┌─ Entries supplied
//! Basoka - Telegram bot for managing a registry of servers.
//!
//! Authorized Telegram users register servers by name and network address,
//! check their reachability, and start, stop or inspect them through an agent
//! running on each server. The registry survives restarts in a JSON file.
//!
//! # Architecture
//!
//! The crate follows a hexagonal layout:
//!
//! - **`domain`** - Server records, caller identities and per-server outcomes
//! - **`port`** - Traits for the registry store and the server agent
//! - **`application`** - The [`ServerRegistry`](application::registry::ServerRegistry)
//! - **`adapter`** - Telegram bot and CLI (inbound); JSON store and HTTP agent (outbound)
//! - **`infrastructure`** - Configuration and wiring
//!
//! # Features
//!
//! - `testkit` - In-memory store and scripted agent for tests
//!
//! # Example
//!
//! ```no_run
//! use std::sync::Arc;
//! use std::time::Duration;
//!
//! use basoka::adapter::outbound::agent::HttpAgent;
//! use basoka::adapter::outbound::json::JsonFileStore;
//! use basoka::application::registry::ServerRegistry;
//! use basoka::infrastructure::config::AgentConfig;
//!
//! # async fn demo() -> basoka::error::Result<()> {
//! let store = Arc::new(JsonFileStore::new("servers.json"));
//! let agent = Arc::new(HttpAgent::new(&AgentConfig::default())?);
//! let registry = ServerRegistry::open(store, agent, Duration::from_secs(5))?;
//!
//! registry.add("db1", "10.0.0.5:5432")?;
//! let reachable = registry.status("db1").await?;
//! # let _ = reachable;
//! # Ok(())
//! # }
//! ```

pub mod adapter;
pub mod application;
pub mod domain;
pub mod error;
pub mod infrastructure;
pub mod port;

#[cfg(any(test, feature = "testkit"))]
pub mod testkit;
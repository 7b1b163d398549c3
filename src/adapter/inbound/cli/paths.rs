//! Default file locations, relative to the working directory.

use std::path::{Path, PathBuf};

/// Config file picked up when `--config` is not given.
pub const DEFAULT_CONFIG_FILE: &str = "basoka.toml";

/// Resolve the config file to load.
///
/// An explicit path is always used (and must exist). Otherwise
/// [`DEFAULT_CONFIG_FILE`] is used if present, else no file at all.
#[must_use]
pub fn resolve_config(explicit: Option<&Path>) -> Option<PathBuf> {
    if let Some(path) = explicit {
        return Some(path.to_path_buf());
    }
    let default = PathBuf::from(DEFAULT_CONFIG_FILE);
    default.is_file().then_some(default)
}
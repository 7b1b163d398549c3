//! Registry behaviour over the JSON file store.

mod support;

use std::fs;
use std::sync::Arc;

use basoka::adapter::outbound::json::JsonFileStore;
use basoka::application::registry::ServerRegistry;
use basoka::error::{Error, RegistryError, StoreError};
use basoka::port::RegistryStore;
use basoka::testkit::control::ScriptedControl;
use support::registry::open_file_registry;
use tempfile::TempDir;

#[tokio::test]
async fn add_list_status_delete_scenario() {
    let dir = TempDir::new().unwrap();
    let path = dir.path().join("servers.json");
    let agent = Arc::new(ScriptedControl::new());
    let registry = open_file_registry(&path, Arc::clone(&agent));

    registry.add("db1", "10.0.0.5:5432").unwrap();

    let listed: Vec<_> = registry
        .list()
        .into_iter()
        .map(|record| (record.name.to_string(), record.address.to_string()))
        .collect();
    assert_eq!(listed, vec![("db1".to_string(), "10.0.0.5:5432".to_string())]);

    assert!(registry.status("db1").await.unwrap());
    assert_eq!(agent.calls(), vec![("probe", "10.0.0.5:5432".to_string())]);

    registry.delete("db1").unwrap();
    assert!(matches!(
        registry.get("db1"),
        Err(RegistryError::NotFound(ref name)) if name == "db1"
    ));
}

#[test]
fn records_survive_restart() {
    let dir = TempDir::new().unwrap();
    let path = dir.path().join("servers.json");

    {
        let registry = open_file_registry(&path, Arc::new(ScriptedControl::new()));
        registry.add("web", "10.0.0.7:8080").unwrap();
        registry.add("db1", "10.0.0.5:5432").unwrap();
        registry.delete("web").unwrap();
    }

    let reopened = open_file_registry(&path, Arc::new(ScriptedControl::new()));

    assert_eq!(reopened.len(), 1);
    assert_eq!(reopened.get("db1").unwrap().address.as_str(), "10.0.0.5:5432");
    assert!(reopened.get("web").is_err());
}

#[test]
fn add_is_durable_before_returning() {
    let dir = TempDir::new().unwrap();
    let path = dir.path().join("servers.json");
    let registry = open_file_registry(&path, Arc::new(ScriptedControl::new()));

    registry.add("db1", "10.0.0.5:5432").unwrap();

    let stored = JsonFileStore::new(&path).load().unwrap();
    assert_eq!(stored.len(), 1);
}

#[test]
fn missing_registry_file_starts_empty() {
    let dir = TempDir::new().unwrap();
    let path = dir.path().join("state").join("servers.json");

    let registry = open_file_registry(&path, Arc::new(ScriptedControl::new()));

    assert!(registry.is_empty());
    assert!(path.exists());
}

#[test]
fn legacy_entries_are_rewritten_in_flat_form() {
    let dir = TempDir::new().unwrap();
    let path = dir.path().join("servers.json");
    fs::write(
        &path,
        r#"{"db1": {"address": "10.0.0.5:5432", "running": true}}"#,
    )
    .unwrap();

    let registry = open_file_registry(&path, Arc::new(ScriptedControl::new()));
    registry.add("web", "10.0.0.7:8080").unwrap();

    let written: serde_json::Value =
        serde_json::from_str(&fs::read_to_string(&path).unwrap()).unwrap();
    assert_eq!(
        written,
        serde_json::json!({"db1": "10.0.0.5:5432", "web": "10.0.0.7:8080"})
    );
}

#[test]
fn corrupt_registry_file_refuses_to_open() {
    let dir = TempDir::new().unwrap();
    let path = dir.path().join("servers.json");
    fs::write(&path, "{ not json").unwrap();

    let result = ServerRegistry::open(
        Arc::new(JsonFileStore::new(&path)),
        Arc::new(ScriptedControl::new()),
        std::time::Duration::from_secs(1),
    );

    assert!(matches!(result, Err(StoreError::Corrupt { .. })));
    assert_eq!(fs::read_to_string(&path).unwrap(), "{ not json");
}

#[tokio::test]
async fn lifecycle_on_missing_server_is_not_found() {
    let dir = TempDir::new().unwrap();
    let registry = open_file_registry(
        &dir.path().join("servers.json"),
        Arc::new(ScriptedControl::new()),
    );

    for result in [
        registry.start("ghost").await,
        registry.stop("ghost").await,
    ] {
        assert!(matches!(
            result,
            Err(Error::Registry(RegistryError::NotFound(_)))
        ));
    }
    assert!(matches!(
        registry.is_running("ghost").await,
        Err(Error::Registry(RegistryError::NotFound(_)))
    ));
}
└─
Your assignment:
Examine the records above and give the number of lines in which the string "async" appears, with no other words.

Solution to this task:
3